The pseud she uses for those novels is Caitlin Brennan. The first in that series is The Mountain's Call

Oh! I read the first and third of those. The first started out pretty good, and then, meh. The third got me very confused because I thought it was the second. So my judgement was kinda off on that one. I had no idea it was Judith Tarr, though--the only other series of hers I read was the "Avaryan" books, which....well, those had an ending that was seriously weird, in my mind.


Consuela - Nov 20, 2007 6:03:26 pm PST #4303 of 28260
We are Buffistas. This isn't our first apocalypse. -- Pix

Erin, you rock! Thank you.


beth b - Nov 20, 2007 8:39:44 pm PST #4304 of 28260
oh joy! Oh Rapture ! I have a brain!

I finally got to look at the Kindle. WANT and let me explain that I very rarely WANT new tech. Sometimes I Want - which is where TIVO was. but 400.00.... waiting


§ ita § - Nov 21, 2007 5:22:19 am PST #4305 of 28260
Well not canonically, no, but this is transformative fiction.

Kindle has DRM, and that makes me wary.
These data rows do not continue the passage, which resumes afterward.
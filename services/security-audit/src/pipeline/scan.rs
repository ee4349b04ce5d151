//! Automated scan pipeline and continuous scan hook.

pub struct ScanTarget {
    pub service_url: String,
}

pub struct ScanResult {
    pub passed: bool,
    pub findings: Vec<String>,
}

/// Simulated automated scan pipeline that hooks into CI/CD.
pub struct AutomatedScanner;

impl AutomatedScanner {
    /// Entrypoint for continuous scan hook.
    pub fn run_continuous_scan(target: &ScanTarget) -> ScanResult {
        // In reality, this would trigger fuzzers, mutate testing, and dependency checks.
        let mut findings = vec![];
        
        if target.service_url.is_empty() {
            findings.push("Service URL is empty".to_string());
        }

        ScanResult {
            passed: findings.is_empty(),
            findings,
        }
    }
}

pub struct ExploitReproducer;

impl ExploitReproducer {
    /// Simulated exploit reproduction script runner.
    pub fn verify_mitigation(exploit_id: &str) -> bool {
        // Mock returning true to indicate mitigation is successful
        !exploit_id.is_empty()
    }
}

#[cfg(test)]
mod tests {
    use super::*;

    #[test]
    fn test_continuous_scan_hook() {
        let target = ScanTarget { service_url: "http://localhost:8080".to_string() };
        let result = AutomatedScanner::run_continuous_scan(&target);
        assert!(result.passed);
        
        assert!(ExploitReproducer::verify_mitigation("CVE-2026-1234"));
    }
}
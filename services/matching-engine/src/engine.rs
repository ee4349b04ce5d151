//! Matching engine core
//!
//! Main coordinator for order book and matching logic

use std::collections::HashMap;
use types::ids::{MarketId, OrderId};
use types::numeric::{Price, Quantity};
use types::order::{Order, Side};
use types::trade::Trade;

use crate::book::{AskBook, BidBook};
use crate::matching::{crossing, executor::{MatchExecutor, MatchError}};

/// Main matching engine
pub struct MatchingEngine {
    /// Order books per symbol
    books: HashMap<String, OrderBook>,
    /// Trade executor with sequence generation
    executor: MatchExecutor,
}

/// Order book for a single symbol
struct OrderBook {
    symbol: MarketId,
    bids: BidBook,
    asks: AskBook,
}

/// Result of submitting an order
pub enum SubmitResult {
    /// Order was added to book (no match)
    Resting,
    /// Order was partially filled
    PartiallyFilled { trades: Vec<Trade>, remaining: Order },
    /// Order was completely filled
    Filled { trades: Vec<Trade> },
}

impl MatchingEngine {
    /// Create a new matching engine with starting sequence
    pub fn new(starting_sequence: u64) -> Self {
        Self {
            books: HashMap::new(),
            executor: MatchExecutor::new(starting_sequence),
        }
    }

    /// Submit an order to the matching engine
    ///
    /// This is the main entry point. The order will be matched against
    /// the book and any resulting trades will be returned.
    pub fn submit_order(&mut self, mut order: Order, timestamp: i64) -> Result<SubmitResult, EngineError> {
        let symbol_key = order.symbol.as_str().to_string();
        
        // Get or create order book for this symbol
        if !self.books.contains_key(&symbol_key) {
            self.books.insert(symbol_key.clone(), OrderBook {
                symbol: order.symbol.clone(),
                bids: BidBook::new(),
                asks: AskBook::new(),
            });
        }

        // Match the order against the book
        // Split borrows: book + executor separately
        let trades = {
            let book = self.books.get_mut(&symbol_key).unwrap();
            let executor = &mut self.executor;
            
            match order.side {
                Side::BUY => Self::match_buy_order_impl(book, executor, &mut order, timestamp)?,
                Side::SELL => Self::match_sell_order_impl(book, executor, &mut order, timestamp)?,
            }
        };

        if order.is_filled() {
            Ok(SubmitResult::Filled { trades })
        } else if !trades.is_empty() {
            Ok(SubmitResult::PartiallyFilled {
                trades,
                remaining: order,
            })
        } else {
            // No matches, add to book
            let book = self.books.get_mut(&symbol_key).unwrap();
            match order.side {
                Side::BUY => book.bids.insert(&order),
                Side::SELL => book.asks.insert(&order),
            }
            Ok(SubmitResult::Resting)
        }
    }

    /// Match incoming buy order against asks (implementation)
    fn match_buy_order_impl(
        book: &mut OrderBook,
        executor: &mut MatchExecutor,
        order: &mut Order,
        timestamp: i64,
    ) -> Result<Vec<Trade>, EngineError> {
        let mut trades = Vec::new();

        // Match against asks (sell orders)
        while let Some((ask_price, ask_level)) = book.asks.best_ask_level_mut() {
            // Check if prices cross
            if !crossing::can_match(order.price, ask_price) {
                break;
            }

            // Get front order from ask level
            if let Some((maker_order_id, maker_account_id, maker_quantity)) = ask_level.peek_front() {
                // Determine match quantity
                let match_qty = if order.remaining_quantity <= maker_quantity {
                    order.remaining_quantity
                } else {
                    maker_quantity
                };

                // Create trade (execution price is maker's price)
                let trade = executor.execute_trade(
                    book.symbol.clone(),
                    maker_order_id,
                    order.order_id,
                    maker_account_id,  // Use maker's account_id
                    order.account_id,  // Use taker's account_id
                    Side::BUY,
                    ask_price, // Maker's price
                    match_qty,
                    timestamp,
                ).map_err(EngineError::MatchError)?;

                trades.push(trade);

                // Update order quantities
                order.add_fill(match_qty, timestamp);

                // Update maker order in book
                let new_maker_qty = Quantity::try_new(
                    maker_quantity.as_decimal() - match_qty.as_decimal()
                ).unwrap_or(Quantity::zero());
                ask_level.update_front_quantity(new_maker_qty);

                // If incoming order is filled, we're done
                if order.is_filled() {
                    break;
                }
            } else {
                break;
            }
        }

        Ok(trades)
    }

    /// Match incoming sell order against bids (implementation)
    fn match_sell_order_impl(
        book: &mut OrderBook,
        executor: &mut MatchExecutor,
        order: &mut Order,
        timestamp: i64,
    ) -> Result<Vec<Trade>, EngineError> {
        let mut trades = Vec::new();

        // Match against bids (buy orders)
        while let Some((bid_price, bid_level)) = book.bids.best_bid_level_mut() {
            // Check if prices cross
            if !crossing::can_match(bid_price, order.price) {
                break;
            }

            // Get front order from bid level
            if let Some((maker_order_id, maker_account_id, maker_quantity)) = bid_level.peek_front() {
                // Determine match quantity
                let match_qty = if order.remaining_quantity <= maker_quantity {
                    order.remaining_quantity
                } else {
                    maker_quantity
                };

                // Create trade (execution price is maker's price)
                let trade = executor.execute_trade(
                    book.symbol.clone(),
                    maker_order_id,
                    order.order_id,
                    maker_account_id,  // Use maker's account_id
                    order.account_id,  // Use taker's account_id
                    Side::SELL,
                    bid_price, // Maker's price
                    match_qty,
                    timestamp,
                ).map_err(EngineError::MatchError)?;

                trades.push(trade);

                // Update order quantities
                order.add_fill(match_qty, timestamp);

                // Update maker order in book
                let new_maker_qty = Quantity::try_new(
                    maker_quantity.as_decimal() - match_qty.as_decimal()
                ).unwrap_or(Quantity::zero());
                bid_level.update_front_quantity(new_maker_qty);

                // If incoming order is filled, we're done
                if order.is_filled() {
                    break;
                }
            } else {
                break;
            }
        }

        Ok(trades)
    }

    /// Cancel an order
    pub fn cancel_order(&mut self, symbol: &str, order_id: &OrderId, price: Price, side: Side) -> bool {
        if let Some(book) = self.books.get_mut(symbol) {
            match side {
                Side::BUY => book.bids.remove(order_id, price),
                Side::SELL => book.asks.remove(order_id, price),
            }
        } else {
            false
        }
    }

    /// Get order book snapshot
    pub fn get_order_book(&self, symbol: &str, depth: usize) -> Option<OrderBookSnapshot> {
        self.books.get(symbol).map(|book| OrderBookSnapshot {
            symbol: symbol.to_string(),
            bids: book.bids.depth_snapshot(depth),
            asks: book.asks.depth_snapshot(depth),
        })
    }
}

/// Order book snapshot for market data
#[derive(Debug, Clone)]
pub struct OrderBookSnapshot {
    pub symbol: String,
    pub bids: Vec<(Price, Quantity)>,
    pub asks: Vec<(Price, Quantity)>,
}

/// Engine errors
#[derive(Debug)]
pub enum EngineError {
    MatchError(MatchError),
    InvalidOrder(String),
}
//! Nonce collision test.
//! Ensures that requests with duplicated or old sequence numbers (nonces) are rejected
//! to prevent replay attacks over the API.

use std::collections::HashMap;

pub struct NonceTracker {
    /// Maps Account/API Key to the highest seen nonce
    last_nonces: HashMap<String, u64>,
}

#[derive(Debug, PartialEq)]
pub enum NonceError {
    NonceTooLow,
    NonceReused,
}

impl NonceTracker {
    pub fn new() -> Self {
        Self {
            last_nonces: HashMap::new(),
        }
    }

    pub fn process(&mut self, account_id: &str, nonce: u64) -> Result<(), NonceError> {
        let last = self.last_nonces.get(account_id).unwrap_or(&0);
        
        if nonce < *last {
            return Err(NonceError::NonceTooLow);
        }
        if nonce == *last && *last != 0 {
            return Err(NonceError::NonceReused);
        }
        
        self.last_nonces.insert(account_id.to_string(), nonce);
        Ok(())
    }
}

impl Default for NonceTracker {
    fn default() -> Self {
        Self::new()
    }
}

#[cfg(test)]
mod tests {
    use super::*;

    #[test]
    fn test_nonce_collision_mitigation() {
        let mut tracker = NonceTracker::new();
        let account = "acc_123";

        // Initial request works
        assert_eq!(tracker.process(account, 100), Ok(()));
        
        // Next sequential request works
        assert_eq!(tracker.process(account, 101), Ok(()));

        // Reused nonce fails
        assert_eq!(tracker.process(account, 101), Err(NonceError::NonceReused));

        // Old nonce fails
        assert_eq!(tracker.process(account, 99), Err(NonceError::NonceTooLow));

        // Future nonce works (skipping is typically allowed, just must be strictly increasing)
        assert_eq!(tracker.process(account, 150), Ok(()));
    }
}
Pretty much everything that goes on it has to go through Amazon.


Typo Boy - Nov 21, 2007 6:15:35 am PST #4306 of 28260
Calli: My people have a saying. A man who trusts can never be betrayed, only mistaken.Avon: Life expectancy among your people must be extremely short.

Also, the fucker does not even accept PDF. Better to get the latest version of the Sony reader, which is a bit pricier, but has a better screen (e-ink, paper level resolution), and accepts pdf.


Strega - Nov 21, 2007 6:55:40 am PST #4307 of 28260

There's also Bookeen's Cybook. If I could afford to, I'd get that just to support the order NAEB is putting together: [link]

In addition to the the DRM issue, there are the terms of service:

The Device Software will provide Amazon with data about your Device and its interaction with the Service (such as available memory, up-time, log files and signal strength) and information related to the content on your Device and your use of it (such as automatic bookmarking of the last page read and content deletions from the Device). Annotations, bookmarks, notes, highlights, or similar markings you make in your Device are backed up through the Service.

There's a world of creepiness in there.